Postby Arariel » Wed Jul 25, 2012 7:47 am UTC

Steax wrote:No, it's only partially locked down: there's a difference with fully locked down things, like iOS or proprietary firmware entirely. No, I just said it was never designed to be replaced; call it locked down if you want, Apple and the vast population just sees little reason to care.


Only partially? The system is entirely DRM for crying out loud. Sure, that's less of a pure software lockdown, and more of a locking between the software and hardware, but it's there nonetheless. And that causes some other issues.

For one, why does Apple arbitrarily disallow older computers from upgrading? Sure, you can argue that you can install a new Windows or GNU/Linux distro onto it, but then why bother with the hassle of switching entirely different platforms?

For another, what happens if you want some kind of hardware that Apple doesn't have? Well, you're shit out of luck there, aren't you?

And great, now you're comparing 3rd party software as if Apple made it themselves!


Errr... no, I wasn't?

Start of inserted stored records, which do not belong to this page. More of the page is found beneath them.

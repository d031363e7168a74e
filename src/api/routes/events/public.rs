//! Public types for the events API
use serde::{Deserialize, Serialize};
use serde_json::Value;

#[derive(Debug, Deserialize)]
pub struct EventsQuery {
    pub calendar_id: String,
    pub year: i32,
    /// 1-12
    pub month: i32,
}

/// Events exactly as the provider returned them
#[derive(Serialize, Deserialize)]
pub struct EventsResponse {
    pub items: Vec<Value>,
}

I was merely pointing out it's ridiculous to count a 3rd part proprietary application you have to buy as an option to remove a simple feature.

Okay, I hereby conclude that you're just trolling. I'll reply when you get past that allergy of everything proprietary or even the slightest bit controlled.

Well, I don't have an allergy to everything proprietary; I still have Flash, proprietary codecs for audio and video formats, and maybe proprietary drivers (haven't checked, but Fedora has binary blobs).

Steax wrote:I'm not talking of all desktop users, I mean OS X users. Why would a non-OS X user care about removing the dock? By "vast population", I mean "the vast majority of OS X users."


And I'm sure the vast majority of iOS users don't care that they can't install apps not from iTunes. Of course the vast majority of users don't care. That's trivial.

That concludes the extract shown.